12 Jul 2021 14:27
A noção de que as grandes "obsessões" fazem os grandes cineastas é um saldo equívoco dos tempos heróicos da crítica da Nova Vaga — como se cada filme fosse apenas a ilustração de um "eu" mais ou menos complexo e, em última instância, inacessível.
Pensemos na precisão "obsessiva" com que o japonês Hamaguchi Ryusuke, de quem conhecemos, por exemplo, "Asako I & II" (2018), constrói as suas narrativas como uma espécie de teia de alusões que resistem a qualquer racionalização segura… Será que isso o coloca ao nível de autores obsessivos como Douglas Sirk ou John Cassavetes (que Hamaguchi, precisamente, elege como seus mestres)?
Tenho sérias dúvidas. E creio que o seu filme na competição de Cannes, "Drive My Car", confirma os limites de elaboração, até agora, do seu universo. Como habitualmente, tudo acontece a partir de uma relação mais ou menos acidental em que se vão imiscuir elementos mutuamente reveladores ou, de alguma maneira, perturbantes — neste caso, entre um encenador de teatro (Hidetoshi Nishijimai) com a vida conjugal em crise e a jovem que lhe serve de motorista (Tôko Miura).
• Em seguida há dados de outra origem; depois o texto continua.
// src/bindings/group_conv.rs

//! # GroupConv2d를 위한 Python 바인딩
//!
//! `(B, H, W, C)` numpy 배열을 받아 `(B, G, H_out, W_out, C_out)`을 돌려줍니다.
//! 정수 하나 또는 `(h, w)` 튜플을 커널/스트라이드/패딩/팽창 인자로 받습니다.

use numpy::{IntoPyArray, PyArray1, PyArray2, PyArray5, PyReadonlyArray4, ToPyArray};
use pyo3::prelude::*;
use std::sync::Arc;

use crate::error::Result;
use crate::layers::{ConvConfig, EquivariantLinear, GroupConv2d, Pair};
use crate::manifold::{Lorentz, Manifold};

#[derive(FromPyObject)]
pub enum PairArg {
    Int(usize),
    Pair((usize, usize)),
}

impl From<PairArg> for Pair {
    fn from(arg: PairArg) -> Self {
        match arg {
            PairArg::Int(v) => Pair::from(v),
            PairArg::Pair(hw) => Pair::from(hw),
        }
    }
}

#[allow(clippy::too_many_arguments)]
fn build(
    input_stabilizer_size: usize,
    output_stabilizer_size: usize,
    k: f32,
    in_channels: usize,
    out_channels: usize,
    kernel_size: PairArg,
    stride: PairArg,
    padding: PairArg,
    dilation: PairArg,
    bias: bool,
    normalize: bool,
) -> Result<GroupConv2d> {
    let manifold: Arc<dyn Manifold> = Arc::new(Lorentz::new(k)?);
    let config = ConvConfig::new(in_channels, out_channels, kernel_size)
        .stride(stride)
        .padding(padding)
        .dilation(dilation)
        .bias(bias)
        .normalize(normalize);
    GroupConv2d::new(input_stabilizer_size, output_stabilizer_size, manifold, config)
}

#[pyclass(name = "GroupLorentzConv2d", module = "lorentz_equivariant")]
pub struct PyGroupLorentzConv2d {
    inner: GroupConv2d,
}

#[pymethods]
impl PyGroupLorentzConv2d {
    #[new]
    #[pyo3(signature = (
        input_stabilizer_size,
        output_stabilizer_size,
        in_channels,
        out_channels,
        kernel_size,
        k=1.0,
        stride=PairArg::Int(1),
        padding=PairArg::Int(0),
        dilation=PairArg::Int(1),
        bias=true,
        normalize=false
    ))]
    #[allow(clippy::too_many_arguments)]
    fn new(
        input_stabilizer_size: usize,
        output_stabilizer_size: usize,
        in_channels: usize,
        out_channels: usize,
        kernel_size: PairArg,
        k: f32,
        stride: PairArg,
        padding: PairArg,
        dilation: PairArg,
        bias: bool,
        normalize: bool,
    ) -> PyResult<Self> {
        let inner = build(
            input_stabilizer_size,
            output_stabilizer_size,
            k,
            in_channels,
            out_channels,
            kernel_size,
            stride,
            padding,
            dilation,
            bias,
            normalize,
        )?;
        Ok(Self { inner })
    }

    /// 평면 이미지 -> p4m (1, 8)
    #[staticmethod]
    #[pyo3(
        name = "LorentzP4MConvZ2",
        signature = (in_channels, out_channels, kernel_size, k=1.0, stride=PairArg::Int(1), padding=PairArg::Int(0), dilation=PairArg::Int(1), bias=true, normalize=false)
    )]
    #[allow(clippy::too_many_arguments)]
    fn lorentz_p4m_conv_z2(
        in_channels: usize,
        out_channels: usize,
        kernel_size: PairArg,
        k: f32,
        stride: PairArg,
        padding: PairArg,
        dilation: PairArg,
        bias: bool,
        normalize: bool,
    ) -> PyResult<Self> {
        let inner = build(
            1, 8, k, in_channels, out_channels, kernel_size, stride, padding, dilation, bias, normalize,
        )?;
        Ok(Self { inner })
    }

    /// p4m -> p4m (8, 8)
    #[staticmethod]
    #[pyo3(
        name = "LorentzP4MConvP4M",
        signature = (in_channels, out_channels, kernel_size, k=1.0, stride=PairArg::Int(1), padding=PairArg::Int(0), dilation=PairArg::Int(1), bias=true, normalize=false)
    )]
    #[allow(clippy::too_many_arguments)]
    fn lorentz_p4m_conv_p4m(
        in_channels: usize,
        out_channels: usize,
        kernel_size: PairArg,
        k: f32,
        stride: PairArg,
        padding: PairArg,
        dilation: PairArg,
        bias: bool,
        normalize: bool,
    ) -> PyResult<Self> {
        let inner = build(
            8, 8, k, in_channels, out_channels, kernel_size, stride, padding, dilation, bias, normalize,
        )?;
        Ok(Self { inner })
    }

    /// `(B, H, W, C)` -> `(B, G, H_out, W_out, C_out)`
    pub fn forward<'py>(&self, py: Python<'py>, x: PyReadonlyArray4<'py, f32>) -> PyResult<&'py PyArray5<f32>> {
        let input = x.as_array().to_owned();
        // 연산 동안 GIL 해제
        let out = py.allow_threads(|| self.inner.forward(&input.view()))?;
        Ok(out.into_pyarray(py))
    }

    pub fn __call__<'py>(&self, py: Python<'py>, x: PyReadonlyArray4<'py, f32>) -> PyResult<&'py PyArray5<f32>> {
        self.forward(py, x)
    }

    pub fn output_size(&self, h: usize, w: usize) -> PyResult<(usize, usize)> {
        Ok(self.inner.output_size(h, w)?)
    }

    #[getter]
    pub fn weight<'py>(&self, py: Python<'py>) -> &'py PyArray2<f32> {
        self.inner.linear().parameters().weight.to_pyarray(py)
    }

    #[getter]
    pub fn bias<'py>(&self, py: Python<'py>) -> Option<&'py PyArray1<f32>> {
        self.inner
            .linear()
            .parameters()
            .bias
            .as_ref()
            .map(|b| b.to_pyarray(py))
    }

    #[getter]
    pub fn curvature(&self) -> f32 {
        self.inner.manifold().k()
    }

    #[getter]
    pub fn input_stabilizer_size(&self) -> usize {
        self.inner.group_pair().input_stabilizer_size()
    }

    #[getter]
    pub fn output_stabilizer_size(&self) -> usize {
        self.inner.group_pair().output_stabilizer_size()
    }

    #[getter]
    pub fn kernel_size(&self) -> (usize, usize) {
        self.inner.config().kernel_size.as_tuple()
    }

    fn __repr__(&self) -> String {
        let config = self.inner.config();
        format!(
            "GroupLorentzConv2d(stabilizers=({}, {}), in_channels={}, out_channels={}, kernel_size={:?}, k={})",
            self.input_stabilizer_size(),
            self.output_stabilizer_size(),
            config.in_channels,
            config.out_channels,
            config.kernel_size.as_tuple(),
            self.curvature(),
        )
    }
}

pub fn register(m: &PyModule) -> PyResult<()> {
    m.add_class::<PyGroupLorentzConv2d>()?;
    Ok(())
}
É uma teia de vida, assombrada pela morte, que Hamaguchi parece percorrer menos por causa das singularidades das suas personagens, mais pela possibilidade de criar uma antologia de factos e ilusões, certezas e abstrações, que o espectador é convocado a partilhar. Baseado num conto de Haruki Murakami, "Drive My Car" resulta, assim, um exercício de formalista de introspecção, mesmo se, em qualquer caso, nele pressentimos a energia utópica de uma narrativa singularmente romanesca.